::: Supplied records :::

//! Pricing result combining the Monte Carlo estimate with the analytic oracle.

use pricer_models::analytical::AnalyticPrices;

use super::aggregator::MonteCarloPrices;

/// z-score of a two-sided 95% confidence interval.
const Z_95: f64 = 1.96;

/// Monte Carlo and Black-Scholes prices for one run.
///
/// # Examples
///
/// ```rust
/// use pricer_models::analytical::AnalyticPrices;
/// use pricer_pricing::mc::{MonteCarloPrices, PricingResult};
///
/// let mc = MonteCarloPrices { call: 10.5, put: 5.5, call_std_error: 0.1, put_std_error: 0.05 };
/// let bs = AnalyticPrices { call: 10.45, put: 5.57 };
/// let result = PricingResult::new(mc, bs);
///
/// assert!((result.call_error() - 0.05).abs() < 1e-12);
/// assert!((result.confidence_95().0 - 0.196).abs() < 1e-12);
/// ```
#[derive(Clone, Copy, Debug, PartialEq)]
#[cfg_attr(feature = "serde", derive(serde::Serialize))]
pub struct PricingResult {
    /// Monte Carlo call estimate.
    pub monte_carlo_call: f64,
    /// Monte Carlo put estimate.
    pub monte_carlo_put: f64,
    /// Black-Scholes call price.
    pub analytic_call: f64,
    /// Black-Scholes put price.
    pub analytic_put: f64,
    /// Standard error of the call estimate.
    pub call_std_error: f64,
    /// Standard error of the put estimate.
    pub put_std_error: f64,
}

impl PricingResult {
    /// Combines a Monte Carlo estimate with the analytic prices.
    pub fn new(mc: MonteCarloPrices, analytic: AnalyticPrices<f64>) -> Self {
        Self {
            monte_carlo_call: mc.call,
            monte_carlo_put: mc.put,
            analytic_call: analytic.call,
            analytic_put: analytic.put,
            call_std_error: mc.call_std_error,
            put_std_error: mc.put_std_error,
        }
    }

    /// Monte Carlo minus analytic call price.
    #[inline]
    pub fn call_error(&self) -> f64 {
        self.monte_carlo_call - self.analytic_call
    }

    /// Monte Carlo minus analytic put price.
    #[inline]
    pub fn put_error(&self) -> f64 {
        self.monte_carlo_put - self.analytic_put
    }

    /// 95% confidence half-widths `(call, put)`.
    #[inline]
    pub fn confidence_95(&self) -> (f64, f64) {
        (Z_95 * self.call_std_error, Z_95 * self.put_std_error)
    }
}

#[cfg(test)]
mod tests {
    use super::*;

    #[test]
    fn test_errors_are_signed() {
        let result = PricingResult::new(
            MonteCarloPrices {
                call: 10.0,
                put: 6.0,
                call_std_error: 0.2,
                put_std_error: 0.1,
            },
            AnalyticPrices {
                call: 10.5,
                put: 5.5,
            },
        );

        assert_eq!(result.call_error(), -0.5);
        assert_eq!(result.put_error(), 0.5);
        let (call_ci, put_ci) = result.confidence_95();
        assert!((call_ci - 0.392).abs() < 1e-12);
        assert!((put_ci - 0.196).abs() < 1e-12);
    }
}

:::

Goal of the exercise: Return exactly the lines of the data, and only those, from the line with "analytic call price." through the last line, inclusive.

Response area:
    /// Monte Carlo minus analytic call price.
    #[inline]
    pub fn call_error(&self) -> f64 {
        self.monte_carlo_call - self.analytic_call
    }

    /// Monte Carlo minus analytic put price.
    #[inline]
    pub fn put_error(&self) -> f64 {
        self.monte_carlo_put - self.analytic_put
    }

    /// 95% confidence half-widths `(call, put)`.
    #[inline]
    pub fn confidence_95(&self) -> (f64, f64) {
        (Z_95 * self.call_std_error, Z_95 * self.put_std_error)
    }
}

#[cfg(test)]
mod tests {
    use super::*;

    #[test]
    fn test_errors_are_signed() {
        let result = PricingResult::new(
            MonteCarloPrices {
                call: 10.0,
                put: 6.0,
                call_std_error: 0.2,
                put_std_error: 0.1,
            },
            AnalyticPrices {
                call: 10.5,
                put: 5.5,
            },
        );

        assert_eq!(result.call_error(), -0.5);
        assert_eq!(result.put_error(), 0.5);
        let (call_ci, put_ci) = result.confidence_95();
        assert!((call_ci - 0.392).abs() < 1e-12);
        assert!((put_ci - 0.196).abs() < 1e-12);
    }
}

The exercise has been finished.